I was thinking of writing on this blog for a long time since I heard it had been opened, but failed to see some basic things such as how to login. Now I leaned it from Luca, and I will write a few lines.
In this first entry, I wish to write about programs. There are many programs in the world, open source or closed source. There are hundreds of programming languages, and millions lines of C code for systems level programming, and millions lines of applications code. Some of them form the infra of computing. And software lives long, often longer than machine architecture. No ISAs I know of have the instruction for "while", but it continues to be used surviving all different ISAs, now or in future. That is software.
Over the last decades, Internet and world wide web became new computing reality, and open source has initiated a new way to build software infrastructure. During this period I have been studying process algebras, together with the colleagues in the community. What has this activity been? We have surely been working on general theories, but we have also been working on description of processes, small or large, chaotic or well-behaved. So we have also been programming. Programming in processes, which have almost always been
abstract, but still building behaviour, just as practical programmers do with C, Java, etc. And there are so many behaviours interacting processes can realise (starting from vendor machines to SKI combinators to file servers to data structures to Turing machines to higher-order functions to objects to cryptographic protocols to biological processes).
As I wrote, ours has so far been programming in the abstract. Through recent dialogues with people in industry, however, I have come to realise a strange thing: it looks that in all areas of programming, from embedded software to OS programming to servers to application integration, what I got trained as abstract programming is becoming
reality. Why? For a simple reason that there is an increasing need to
describe interacting processes: this is so when we wish to make clear in what ways complex long-term financial transactions involving many parties can be stipulated so that every party is sure how one should behave; when we need be sure that a networking product from one software vendor is interoperable with one from a different software vendor, based on information disclosed by them; or when we wish to run a program really fast in a multicore processor, making the best of its on-chip interconnect; or when we wish to do a complex mash-up of many web services to create a richer service; when we wish to contol mobile devices which get spontaneously engaged in many kinds of high-level interactions.

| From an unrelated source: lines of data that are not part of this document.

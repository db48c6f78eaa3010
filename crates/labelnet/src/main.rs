//! labelnet
//!
//! Dataset labeling and neural-network building backend.

use anyhow::Result;
use clap::{Parser, Subcommand};
use config::Config;
use labelnet::commands;
use labelnet::workflow::TrainOptions;
use tracing::info;
use tracing_subscriber::EnvFilter;

/// Dataset labeling and neural-network building backend
#[derive(Parser)]
#[command(name = "labelnet")]
#[command(about = "Label datasets and build, train and evaluate image classifiers")]
#[command(version)]
struct Cli {
    /// Enable verbose logging
    #[arg(short, long, global = true)]
    verbose: bool,

    #[command(subcommand)]
    command: Commands,
}

#[derive(Subcommand)]
enum Commands {
    /// Run the HTTP API
    Serve {
        /// Port to listen on (overrides PORT)
        #[arg(short, long)]
        port: Option<u16>,
    },

    /// Run database migrations
    Migrate,

    /// Train a built model on a dataset
    Train {
        /// Model id
        #[arg(short, long)]
        model: i64,

        /// Dataset id
        #[arg(short, long)]
        dataset: i64,

        /// Number of training epochs
        #[arg(short, long, default_value_t = TrainOptions::DEFAULT_EPOCHS)]
        epochs: usize,

        /// Batch size for training
        #[arg(short, long, default_value_t = TrainOptions::DEFAULT_BATCH_SIZE)]
        batch_size: usize,

        /// Fraction of the samples held out for validation
        #[arg(long, default_value_t = TrainOptions::DEFAULT_VALIDATION_SPLIT)]
        validation_split: f64,

        /// Learning rate (the optimizer's default if not specified)
        #[arg(short, long)]
        learning_rate: Option<f64>,

        /// Seed for the split and the shuffling
        #[arg(long, default_value_t = TrainOptions::DEFAULT_SEED)]
        seed: u64,
    },

    /// Evaluate a trained model on a dataset
    Evaluate {
        /// Model id
        #[arg(short, long)]
        model: i64,

        /// Dataset id
        #[arg(short, long)]
        dataset: i64,
    },
}

#[tokio::main]
async fn main() -> Result<()> {
    let cli = Cli::parse();

    let filter = if cli.verbose {
        EnvFilter::new("debug")
    } else {
        EnvFilter::new("info")
    };

    tracing_subscriber::fmt().with_env_filter(filter).init();

    let config = Config::from_env()?;
    database::initialize_pool(&config.database_url, config.database_max_connections).await?;

    match cli.command {
        Commands::Serve { port } => {
            commands::serve::run(&config, port.unwrap_or(config.port)).await?;
        }
        Commands::Migrate => {
            database::run_migrations().await?;
            info!("Migrations completed successfully");
        }
        Commands::Train {
            model,
            dataset,
            epochs,
            batch_size,
            validation_split,
            learning_rate,
            seed,
        } => {
            let options = TrainOptions {
                epochs,
                batch_size,
                validation_split,
                learning_rate,
                seed,
            };
            commands::train::run(&config, model, dataset, &options).await?;
        }
        Commands::Evaluate { model, dataset } => {
            commands::evaluate::run(model, dataset).await?;
        }
    }

    Ok(())
}

#[cfg(test)]
mod tests {
    use super::*;

    #[test]
    fn test_train_defaults_match_api() {
        let cli = Cli::try_parse_from(["labelnet", "train", "-m", "1", "-d", "2"]).unwrap();
        let Commands::Train {
            epochs,
            batch_size,
            validation_split,
            learning_rate,
            seed,
            ..
        } = cli.command
        else {
            panic!("expected the train command");
        };

        let defaults = TrainOptions::default();
        assert_eq!(epochs, defaults.epochs);
        assert_eq!(batch_size, defaults.batch_size);
        assert!((validation_split - defaults.validation_split).abs() < f64::EPSILON);
        assert_eq!(learning_rate, None);
        assert_eq!(seed, defaults.seed);
    }
}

All this has been more or less out there for some time, or at least in preparation. But they are now getting visible and gathering pace.
I have had chances to talk with those industry people who are in dire needs to obtain and work with such interactions. For example a chief software architect in a major international bank told me that he needs to have a complete grasp of how thousands of applications in different departments in his bank interact with each other as a whole, describe and manage it (he is finding a suitable language for doing this). When I listened to his story, what I saw in my mind's eye is millions of lines of the pi-calculus processes in action. Surely the pi-calculus in particular and process algebras in general are too fine-grained for describing application-level interactions: their setup is aimed at distilling fundamental concepts, for developing basic theories. And yet what this architect should be having in near future are nothing but description of communicating processes. These interacting software should be developed rapidly, safely upgraded and incremented at run-time (without worries on deadlock, livelock, lack of compatibility, violation of regulation, etc.), usable for decision-making, and should be manageable. In short, we need
description,
analysis and
control.
These description and analysis are nothing but part of what we have been doing in process theories, albeit in the abstract. And our inquiries into basic theory will continue, since I am afraid we have only touched its surface. Yet even from our study so far, we know several basic things about how to treat interacting processes. For example we know that it is hard even to understand what it means that two processes behave in the same way. Now thousands of programmers are going to program behaviours of such processes. What are communicating processes that I am writing? What is their behaviour, and how can I organise them?
I deem the coming interaction between engineering and theory to be a non-trivial and rich one. Many elements will make this collaboration far from straightforward and, at the same time, thrilling. It will pose many interesting questions. Today I have written long enough (I was thinking only a paragraph is enough). In a near future, we may be able to come back to this blog and discuss a couple of concrete problems picked up in my recent interactions with the engineering world.